Reputation: 1469
There are many answers to how to convert HTML to text using BeautifulSoup (for example https://stackoverflow.com/a/24618186/3946214)
There are also many answers on how to extract links from HTML using BeautifulSoup.
What I need is a way to turn HTML into a text only version, but preserve links inline with the text that's near the link. For example, if I had some HTML that looked like this:
<div>Click <a href="www.google.com">Here</a> to receive a quote</div>
It would be nice to convert this to "Click Here (www.google.com) to receive a quote."
The usecase here is that I need to convert HTML for emails into a text only version, and it would be nice to have the links where they are semantically located in the HTML, instead of at the bottom. This exact syntax isn't required. I'd appreciate any guidance into how to do this.
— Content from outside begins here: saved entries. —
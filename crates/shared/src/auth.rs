//! Authentication types for JWT tokens and login payloads.

use chrono::{DateTime, Utc};
use serde::{Deserialize, Serialize};
use uuid::Uuid;

/// JWT claims for access tokens.
#[derive(Debug, Clone, Serialize, Deserialize)]
pub struct Claims {
    /// Subject (account ID).
    pub sub: Uuid,
    /// Account display name.
    pub name: String,
    /// Issued at timestamp.
    pub iat: i64,
    /// Expiration timestamp.
    pub exp: i64,
}

impl Claims {
    /// Creates new claims for an account.
    #[must_use]
    pub fn new(account_id: Uuid, display_name: &str, expires_at: DateTime<Utc>) -> Self {
        let now = Utc::now();
        Self {
            sub: account_id,
            name: display_name.to_string(),
            iat: now.timestamp(),
            exp: expires_at.timestamp(),
        }
    }

    /// Returns the account ID from claims.
    #[must_use]
    pub const fn account_id(&self) -> Uuid {
        self.sub
    }
}

/// Login request payload.
#[derive(Debug, Clone, Deserialize)]
pub struct LoginRequest {
    /// Account email.
    pub email: String,
    /// Account password.
    pub password: String,
}

/// Login response payload.
#[derive(Debug, Clone, Serialize)]
pub struct LoginResponse {
    /// Authenticated account info.
    pub account: AccountInfo,
    /// Access token.
    pub access_token: String,
    /// Token expiration in seconds.
    pub expires_in: i64,
}

/// Account info returned in auth responses.
#[derive(Debug, Clone, Serialize)]
pub struct AccountInfo {
    /// Account ID.
    pub id: Uuid,
    /// Account email.
    pub email: String,
    /// Account display name.
    pub display_name: String,
}

#[cfg(test)]
mod tests {
    use super::*;
    use chrono::Duration;

    #[test]
    fn test_claims_carry_account_id() {
        let account_id = Uuid::new_v4();
        let claims = Claims::new(account_id, "Trader", Utc::now() + Duration::minutes(15));
        assert_eq!(claims.account_id(), account_id);
        assert_eq!(claims.name, "Trader");
        assert!(claims.exp > claims.iat);
    }
}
Thank you!
Upvotes: 0
Views: 1202
Reputation: 195408
If you want beautifulsoup
solution, you can start with this example (it probably needs more tuning with real-world data):
data = '<div>Click <a href="www.google.com">Here</a> to receive a quote.</div>'
from bs4 import BeautifulSoup
soup = BeautifulSoup(data, 'html.parser')
# append the text to the link
for a in soup.select('a[href]'):
a.contents.append(soup.new_string(' ({})'.format(a['href'])))
# unwrap() all tags
for tag in soup.select('*'):
tag.unwrap()
print(soup)
Prints:
Click Here (www.google.com) to receive a quote.
Upvotes: 1
Reputation: 11505
import html2text
data = """
<div>Click <a href="www.google.com">Here</a> to receive a quote</div>
"""
print(html2text.html2text(data))
Output:
Click [Here](www.google.com) to receive a quote
Upvotes: 1